たとえ倍歩いても、着飾って高級店を回るより余程疲れない自信がある。
「どうぞこちらへ」
着替えて化粧や髪型もそれに合わせて整えられた後、何故かエルフィンの待つ部屋とは別の方へ連れていかれた。
だがここは警備の厳しい地、しかも一流の、ましてやグローリアの店──危機感など微塵も感じないまま、ヨランダは店員に付き従う。
進むのは何故か『staff only』の札が掛かった扉を開けた、裏の方。
「??」
パーテーションで区切られたそこに入る直前、荷の確認をしている女性店員がこちらに気付き、頭を下げる。
おかしいとは思えど、不穏な様子ではない。
「ヨランダ様をご案内致しました」
「ご苦労さま」
ヨランダが連れて行かれたのは、荷の保管と受け渡しを行っている倉庫の応接室。
「やあ、はじめまして」
「──…………! あっ」
慌てて淑女の礼を取ると、斜め上から柔らかく笑いを含んだ言葉。
「そう畏まらなくていい。 顔を見せてくれないか」
それは、静かで重みのある低い声。
後ろに撫で付けた銀髪は、白髪が混ざった金髪なのだろうか。赤を帯びた茶色の瞳。切れ長の目は皺とともにやや下がってはいるものの、それは加齢による穏やかさというよりも、威厳を醸している。
一目見ただけで、直ぐに誰か理解できた。
年齢的には50を超えている彼は、精々80程度が長寿のこの国では初老と言ってもいいだろう。

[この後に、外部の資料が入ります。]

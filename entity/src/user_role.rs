/*
 * SPDX-FileCopyrightText: 2026 Wavelens GmbH <info@wavelens.io>
 *
 * SPDX-License-Identifier: AGPL-3.0-only
 */

use sea_orm::entity::prelude::*;
use serde::{Deserialize, Serialize};

#[derive(Clone, Debug, PartialEq, DeriveEntityModel, Deserialize, Serialize)]
#[sea_orm(table_name = "user_role")]
pub struct Model {
    #[sea_orm(primary_key)]
    pub id: i64,
    pub user: i64,
    pub role: i64,
}

#[derive(Copy, Clone, Debug, EnumIter)]
pub enum Relation {
    User,
    Role,
}

impl RelationTrait for Relation {
    fn def(&self) -> RelationDef {
        match self {
            Self::User => Entity::belongs_to(super::user::Entity)
                .from(Column::User)
                .to(super::user::Column::Id)
                .into(),
            Self::Role => Entity::belongs_to(super::role::Entity)
                .from(Column::Role)
                .to(super::role::Column::Id)
                .into(),
        }
    }
}

impl ActiveModelBehavior for ActiveModel {}
pub mod device;
pub mod packet;
pub mod packet_field;
pub mod permission;
pub mod project;
pub mod role;
pub mod user;
pub mod user_role;
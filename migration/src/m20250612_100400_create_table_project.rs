/*
 * SPDX-FileCopyrightText: 2026 Wavelens GmbH <info@wavelens.io>
 *
 * SPDX-License-Identifier: AGPL-3.0-only
 */

use sea_orm_migration::prelude::*;

#[derive(DeriveMigrationName)]
pub struct Migration;

#[async_trait::async_trait]
impl MigrationTrait for Migration {
    async fn up(&self, manager: &SchemaManager) -> Result<(), DbErr> {
        manager
            .create_table(
                Table::create()
                    .table(Project::Table)
                    .if_not_exists()
                    .col(
                        ColumnDef::new(Project::Id)
                            .big_integer()
                            .not_null()
                            .auto_increment()
                            .primary_key(),
                    )
                    .col(
                        ColumnDef::new(Project::EntityVersion)
                            .big_integer()
                            .not_null(),
                    )
                    .col(ColumnDef::new(Project::Name).string().not_null())
                    .col(ColumnDef::new(Project::Description).text().not_null())
                    .col(ColumnDef::new(Project::Owner).big_integer().not_null())
                    .col(ColumnDef::new(Project::CreatedAt).date_time().not_null())
                    .col(ColumnDef::new(Project::UpdatedAt).date_time().not_null())
                    .foreign_key(
                        ForeignKey::create()
                            .name("fk-project-owner")
                            .from(Project::Table, Project::Owner)
                            .to(User::Table, User::Id)
                            .on_delete(ForeignKeyAction::Cascade),
                    )
                    .index(
                        Index::create()
                            .name("idx-project-name-owner")
                            .col(Project::Name)
                            .col(Project::Owner)
                            .unique(),
                    )
                    .to_owned(),
            )
            .await
    }

    async fn down(&self, manager: &SchemaManager) -> Result<(), DbErr> {
        manager
            .drop_table(Table::drop().table(Project::Table).to_owned())
            .await
    }
}

#[derive(DeriveIden)]
enum Project {
    Table,
    Id,
    EntityVersion,
    Name,
    Description,
    Owner,
    CreatedAt,
    UpdatedAt,
}

#[derive(DeriveIden)]
enum User {
    Table,
    Id,
}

だが、服を着ていてもわかる逞しい身体に、歳を重ねたことにより色気も備えた美しい顔──それはエルフィンそっくり。
いや、エルフィンが似ているのだ。
そう、彼はエルフィンの父である元辺境伯閣下、エヴァンである。
顔を上げるとエヴァンはヨランダに、にこやかな笑みを向けた。
それはまさに『ロマンスグレー』という表現がピッタリと言っていい。ただし
(なっなんでエヴァン元閣下が……?! っていうか…………
なんでボロボロなのかしら……?)
見合った服を着ていれば、の話。
何故かエヴァンはボロボロで、冒険に行った帰りの様なナリだった。
勿論、伝説の宝石を探しに行った帰りだからなのだが、ヨランダがそれを知るのはもう少し後のことになる。